Supreme Court Justices Ruth Bader Ginsburg and Clarence Thomas each penned opinions on Thursday in United States v. Sineneng-Smith bashing the Ninth Circuit Court of Appeals for an “abuse of discretion.”

The Supreme Court unanimously held that the Ninth Circuit “panel’s drastic departure from the principle of party presentation” in the case of immigration consultant Evelyn Sineneng-Smith “constituted an abuse of discretion.” Ginsburg penned the opinion for the court; Thomas filed a concurring opinion that took things a step further.

“The Nation’s adversarial adjudication system follows the principle of party presentation. Greenlaw v. United States, 554 U. S. 237, 243. ‘In both civil and criminal cases, . . . we rely on the parties to frame the issues for decision and assign to courts the role of neutral arbiter of matters the parties present,'” the Supreme Court’s holding said. “That principle forecloses the controlling role the Ninth Circuit took on in this case. No extraordinary circumstances justified the panel’s takeover of the appeal. Sineneng-Smith, represented by competent counsel, had raised a vagueness argument and First Amendment arguments homing in on her own conduct, not that of others. Electing not to address the party-presented controversy, the panel projected that [8 U.S.C.] §1324(a)(1)(A)(iv) might cover a wide swath of protected speech, including abstract advocacy and legal advice. It did so even though Sineneng-Smith’s counsel had presented a contrary theory of the case in her briefs and before the District Court.”

The Court called the Ninth Circuit‘s hijacking of the case a “radical transformation” that went “well beyond the pale.”
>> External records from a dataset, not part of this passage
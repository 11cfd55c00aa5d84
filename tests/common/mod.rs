//! Shared fixtures for integration tests.

#![allow(dead_code)]

use std::path::PathBuf;

use push_scope::model::{kinds, SidecarScope};
use push_scope::{Proxy, ProxyRole};

pub const SVC_NAME: &str = "svc1.com";
pub const VS_NAME: &str = "vs1";
pub const DR_NAME: &str = "dr1";

/// Sidecar whose scope holds one service, one virtual service and one destination rule.
pub fn scoped_sidecar(id: &str) -> Proxy {
    let mut scope = SidecarScope::new();
    scope.add_config_dependency(&kinds::SERVICE_ENTRY, SVC_NAME);
    scope.add_config_dependency(&kinds::VIRTUAL_SERVICE, VS_NAME);
    scope.add_config_dependency(&kinds::DESTINATION_RULE, DR_NAME);
    Proxy::new(id, ProxyRole::Sidecar, scope)
}

pub fn empty_sidecar(id: &str) -> Proxy {
    Proxy::new(id, ProxyRole::Sidecar, SidecarScope::new())
}

pub fn gateway(id: &str) -> Proxy {
    Proxy::new(id, ProxyRole::Gateway, SidecarScope::new())
}

/// A file path unique to this test process.
pub fn temp_path(name: &str) -> PathBuf {
    std::env::temp_dir().join(format!("push-scope-{}-{}", std::process::id(), name))
}

/// Path of a file under `demos/`.
pub fn demo_path(name: &str) -> PathBuf {
    PathBuf::from(env!("CARGO_MANIFEST_DIR")).join("demos").join(name)
}
//! Selective push scoping for a proxy configuration control plane.
//!
//! When configuration resources change, decide per connected proxy whether
//! it needs a push at all and which of its four configuration channels
//! (cluster, endpoint, listener, route) must be resent.

pub mod config;
pub mod model;
pub mod observability;
pub mod plan;
pub mod scope;

pub use config::ScopeConfig;
pub use model::{ChangeEvent, Proxy, ProxyRole, ResourceKind};
pub use plan::{PushPlan, PushPlanner};
pub use scope::{ChannelSet, PushChannel, PushPolicy};
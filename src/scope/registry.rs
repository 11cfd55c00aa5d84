//! Per-kind dependency predicates.
//!
//! Only kinds whose resources are tracked in a proxy's dependency scope are
//! registered here. A kind that is not registered gets no answer from this
//! registry; callers must treat it as affecting the proxy.

use std::collections::HashMap;

use crate::model::{kinds, DependencyScope, NameSet, ResourceKind, ScopeDependency};

/// Registry of `ResourceKind -> ScopeDependency` predicates.
#[derive(Debug, Clone)]
pub struct ScopePredicateRegistry {
    predicates: HashMap<ResourceKind, ScopeDependency>,
}

impl ScopePredicateRegistry {
    /// An empty registry. Every kind is then unknown.
    pub fn empty() -> Self {
        Self {
            predicates: HashMap::new(),
        }
    }

    /// Service registrations, routing rules and destination policies.
    pub fn standard() -> Self {
        let mut registry = Self::empty();
        registry.register(kinds::SERVICE_ENTRY, ScopeDependency::Service);
        registry.register(kinds::VIRTUAL_SERVICE, ScopeDependency::VirtualService);
        registry.register(kinds::DESTINATION_RULE, ScopeDependency::DestinationRule);
        registry
    }

    /// Register `kind`, replacing any previous category. Returns the old one.
    pub fn register(&mut self, kind: ResourceKind, category: ScopeDependency) -> Option<ScopeDependency> {
        self.predicates.insert(kind, category)
    }

    pub fn contains(&self, kind: &ResourceKind) -> bool {
        self.predicates.contains_key(kind)
    }

    pub fn category(&self, kind: &ResourceKind) -> Option<ScopeDependency> {
        self.predicates.get(kind).copied()
    }

    /// Evaluate the predicate for `kind`.
    ///
    /// Returns `None` when the kind is not registered. Otherwise an empty
    /// name set is a wildcard and always matches; a non-empty one matches
    /// when any name is in the proxy's scope.
    pub fn affects(&self, kind: &ResourceKind, scope: &dyn DependencyScope, names: &NameSet) -> Option<bool> {
        let category = self.predicates.get(kind)?;
        if names.is_empty() {
            return Some(true);
        }
        Some(names.iter().any(|name| category.contains(scope, name)))
    }

    pub fn len(&self) -> usize {
        self.predicates.len()
    }

    pub fn is_empty(&self) -> bool {
        self.predicates.is_empty()
    }
}

impl Default for ScopePredicateRegistry {
    fn default() -> Self {
        Self::standard()
    }
}

#[cfg(test)]
mod tests {
    use super::*;
    use crate::model::SidecarScope;

    fn names(list: &[&str]) -> NameSet {
        list.iter().map(|s| s.to_string()).collect()
    }

    #[test]
    fn test_wildcard_always_matches() {
        let registry = ScopePredicateRegistry::standard();
        let scope = SidecarScope::new();
        for kind in [kinds::SERVICE_ENTRY, kinds::VIRTUAL_SERVICE, kinds::DESTINATION_RULE] {
            assert_eq!(registry.affects(&kind, &scope, &NameSet::new()), Some(true));
        }
    }

    #[test]
    fn test_named_resources_checked_against_scope() {
        let registry = ScopePredicateRegistry::standard();
        let mut scope = SidecarScope::new();
        scope.add_config_dependency(&kinds::SERVICE_ENTRY, "svc1.com");
        scope.add_config_dependency(&kinds::DESTINATION_RULE, "dr1");

        assert_eq!(
            registry.affects(&kinds::SERVICE_ENTRY, &scope, &names(&["other.com", "svc1.com"])),
            Some(true)
        );
        assert_eq!(
            registry.affects(&kinds::SERVICE_ENTRY, &scope, &names(&["other.com"])),
            Some(false)
        );
        // Same name, wrong category.
        assert_eq!(
            registry.affects(&kinds::VIRTUAL_SERVICE, &scope, &names(&["dr1"])),
            Some(false)
        );
    }

    #[test]
    fn test_unregistered_kind_has_no_answer() {
        let registry = ScopePredicateRegistry::standard();
        let scope = SidecarScope::new();
        assert_eq!(registry.affects(&kinds::GATEWAY, &scope, &names(&["gw1"])), None);
        assert!(!registry.contains(&kinds::ENVOY_FILTER));
    }

    #[test]
    fn test_register_extra_kind() {
        let mut registry = ScopePredicateRegistry::standard();
        let backend = ResourceKind::new("example.io", "v1", "Backend");
        assert!(registry.register(backend.clone(), ScopeDependency::Service).is_none());

        let mut scope = SidecarScope::new();
        scope.add_dependency(ScopeDependency::Service, "b1");
        assert_eq!(registry.affects(&backend, &scope, &names(&["b1"])), Some(true));
        assert_eq!(registry.affects(&backend, &scope, &names(&["b2"])), Some(false));
        assert_eq!(registry.len(), 4);
    }
}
Sineneng-Smith is a U.S. citizen who worked as an immigration consultant in San Jose, California for almost 20 years; in her practice, she helped non-citizens navigate the American immigration system. Sineneng-Smith was charged in 2010 in connection with helping three undocumented workers and their employers complete applications for employment-based lawful permanent residence. Among the charges were three felony counts under 8 U.S.C. § 1324(a)(1)(A)(iv), for Sineneng-Smith’s use of “dangerous words,” and for “words and … deeds” aimed at “encourag[ing] or induc[ing] an alien to come to, enter, or reside in the United States.” The § 1324 charges were the focus of the ensuing appeal, not the tax fraud charges Sineneng-Smith pleaded guilty to committing nor the mail fraud counts. Even though there was already sufficient evidence to support the fraud conviction, the government chose to bring criminal charges based on immigration advocacy generally.

Sineneng-Smith argued that the “encouragement provision” was facially unconstitutional in that it illegally abridged free speech.

But according to the Supreme Court, the Ninth Circuit mangled the appellate proceedings.

“Instead of adjudicating the case presented by the parties, the appeals court named three amici and invited them to brief and argue issues framed by the panel, including a question Sineneng-Smith herself never raised earlier: ‘[W]hether the statute of conviction is overbroad . . . under the First Amendment,'” Ginsburg wrote [citations removed for ease of reading]. “In the ensuing do over of the appeal, counsel for the parties were assigned a secondary role. The Ninth Circuit ultimately concluded, in accord with the invited amici’s arguments, that §1324(a)(1)(A)(iv) is unconstitutionally overbroad. The Government petitioned for our review because the judgment of the Court of Appeals invalidated a federal statute. We granted the petition.”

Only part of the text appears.